第22章 一緒にいる時間
ミケとリヴァイのやり取りをハラハラと心配そうに見ていたマヤは、“茶番だ” と言ってどうやら決着がついたらしい二人の様子に安堵する。
「マヤ」
「はい」
名を呼ばれ、返事をしてミケの顔を見ると、そこには包みこむような優しい笑顔が浮かんでいた。
「リヴァイは賛成しているし、俺も反対する理由はない。俺との執務の経験を生かして、存分に働いてこい」
「はい!」
マヤの顔が喜びでほころんだ。
「……ただし」
「……はい」
何をつけ加えられるのだろうと、慎重に返事をするマヤ。
「決して無理はしないように。夜間と調整日ということだが、体調管理を一番に考えてリヴァイと日程を調整しろ」
「了解です」
「リヴァイ」
ミケはマヤの横に立つリヴァイに頭を下げた。
「マヤをよろしく頼む」
「あぁ」
まるで父か兄かが、大切な娘や妹を男に託すような言い方だとマヤには感じられて、なんだか… こそばゆいような照れくさいような恥ずかしさがこみ上げてくる。

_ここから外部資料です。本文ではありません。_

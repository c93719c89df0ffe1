//! rollcall-core — Attendance reconciliation over face embeddings.
//!
//! Takes embeddings of faces detected in a classroom photo and a roster of
//! per-student reference embeddings, and decides which face belongs to which
//! student. Detection and embedding extraction happen elsewhere; this crate
//! only sees fixed-length vectors and opaque student IDs.

pub mod classifier;
pub mod error;
pub mod reconcile;
pub mod report;
pub mod request;
pub mod resolver;
pub mod scorer;
pub mod types;
pub mod validator;

pub use classifier::{StatusTier, TierCounts, TierThresholds};
pub use error::{ErrorBody, ErrorClass, InvalidReason, ReconcileError, Side};
pub use reconcile::{reconcile, reconcile_prepared, MatchConfig, Scored};
pub use report::{MatchAssignment, ReconciliationReport};
pub use request::{MatchRequest, PreparedRequest, DEFAULT_THRESHOLD};
pub use resolver::{GreedyResolver, MatchAlgorithm, OptimalResolver, Resolution, Resolver};
pub use scorer::SimilarityMatrix;
pub use types::{BoundingBox, DetectedFace, Embedding, Roster, RosterEntry};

ひとり頬を染め下を向いていると、ミケの声ではっとした。
「ちょうどリヴァイも来たことだしマヤ、お茶を淹れてくれないか」
「あっ、そうですね。休憩するところでしたね…。すぐに淹れてきます」
マヤは一礼をすると、急いで給湯室に向かった。
マヤが出ていったあとにリヴァイは、黙って勝手にソファにどかっと座る。
その様子を視界に収めながら、ミケはぼんやりと思った。
……マヤがリヴァイの執務を手伝うようになれば、もうリヴァイはここに紅茶を飲みにやってこなくなるのだろうか…?
その答えが出るのは、もう少し先になりそうだ。
今は…。
マヤが紅茶を淹れてくれるのを待って、一緒に、マヤとリヴァイの三人で、その芳醇な香りを心ゆくまで楽しめばいい。